The future of the MCU

Endgame is being touted as the finale of a 22 film series, but clearly it is also setting up new stories to be told in future films.

  • It’s clearly the end of the line for Tony Stark and Steve Rogers, and while it’s always possible to bring them back in some way, I think it would ruin a satisfying ending to their story arc.
  • Natasha Romanoff dies in the movie, which is not so satisfying, but the MCU can be redeemed if they follow up on producicing the promised Black Widow solo movie.  With the character dead that will be a challenge, though. The obvious solution is a prequel showing Natasha’s origin story although I don’t think that would be too interesting.  Another option would be a story set in the five year gap of Endgame which I think would offer more interesting character possibilities as well as a chance to further explore the world after half the population vanished.  The downside is that whatever problem Natasha would have to face in this story would seem small-scale compared to The Snap.
  • Clint Barton is likely done and happy to head into retirement with his family. I suppose a longer film about his “Ronin” period could be made but that would be pretty grim.
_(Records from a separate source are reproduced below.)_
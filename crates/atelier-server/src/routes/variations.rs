//! POST /variations: expand one prompt into a list of prompts

use axum::extract::rejection::JsonRejection;
use axum::extract::State;
use axum::{routing::post, Json, Router};
use serde::{Deserialize, Serialize};

use atelier_gen::variations::expand_variations;
use atelier_gen::{AssetKind, MAX_VARIATIONS};

use crate::error::{ApiError, ApiResult};
use crate::state::AppState;

const DEFAULT_COUNT: usize = 10;

#[derive(Debug, Deserialize)]
pub struct VariationsBody {
    pub prompt: Option<String>,
    pub count: Option<usize>,
    /// Asset kind the variations are meant for; defaults to sticker
    #[serde(rename = "type")]
    pub kind: Option<String>,
}

#[derive(Debug, Serialize)]
pub struct VariationsResponse {
    pub variations: Vec<String>,
}

async fn create_variations(
    State(state): State<AppState>,
    body: Result<Json<VariationsBody>, JsonRejection>,
) -> ApiResult<Json<VariationsResponse>> {
    let Json(body) = body?;

    let prompt = body
        .prompt
        .map(|p| p.trim().to_string())
        .filter(|p| !p.is_empty())
        .ok_or_else(|| ApiError::BadRequest("Prompt is required".to_string()))?;
    let count = body.count.unwrap_or(DEFAULT_COUNT);
    if !(1..=MAX_VARIATIONS).contains(&count) {
        return Err(ApiError::BadRequest(format!(
            "Count must be between 1 and {}",
            MAX_VARIATIONS
        )));
    }
    let kind = match body.kind {
        Some(k) => k.parse::<AssetKind>()?,
        None => AssetKind::Sticker,
    };

    let variations = tokio::task::spawn_blocking(move || {
        expand_variations(
            state.service.as_ref(),
            &state.settings.retry,
            state.sleeper.as_ref(),
            &prompt,
            kind,
            count,
        )
    })
    .await
    .map_err(|e| ApiError::Internal(format!("Variation task failed: {e}")))??;

    Ok(Json(VariationsResponse { variations }))
}

pub fn router() -> Router<AppState> {
    Router::new().route("/variations", post(create_variations))
}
  • Bruce Banner, now Professor Hulk, never got a trilogy but had his story arc spread out over various other films which worked surprisingly well.  I don’t know if there are any more stories about Hulk to tell, but I wouldn’t complain if we saw him again.
  • Guardians of the Galaxy, vol 3. is being set up to be a search for the past version of Gamora who traveled to the future with Thanos.  And, it looks like Thor is along for the ride!  Except, in real life, Chris Hemsworth says that he’s finished with Thor.  I’d love to see Thor and the AsGuardians have a movie together (heck, I’d watch a Thor/Rocket/Groot buddy road film) so I hope he’s not being fully honest.
  • Steve Rogers hands over his shield to Sam Wilson to be the next Captain America and it will be great to see a movie where Sam takes on the role.  One of the oddities of Endgame is that old Steve doesn’t talk with Bucky on screen, which seems out of line with the importance of Bucky to Steve in all the Captain America movies. I do think it would work if Bucky is a supporting character to Sam’s Captain, and perhaps more of what Steve & Bucky talked about off screen is revealed.
  • I really like Tessa Thompson as Valykrie and now that she’s ruler of Asgard, I want to see that played out in a Valykrie movie.
  • And of course Ant-Man, Spider-Man, Black Panther, and Captain Marvel will complete their trilogies.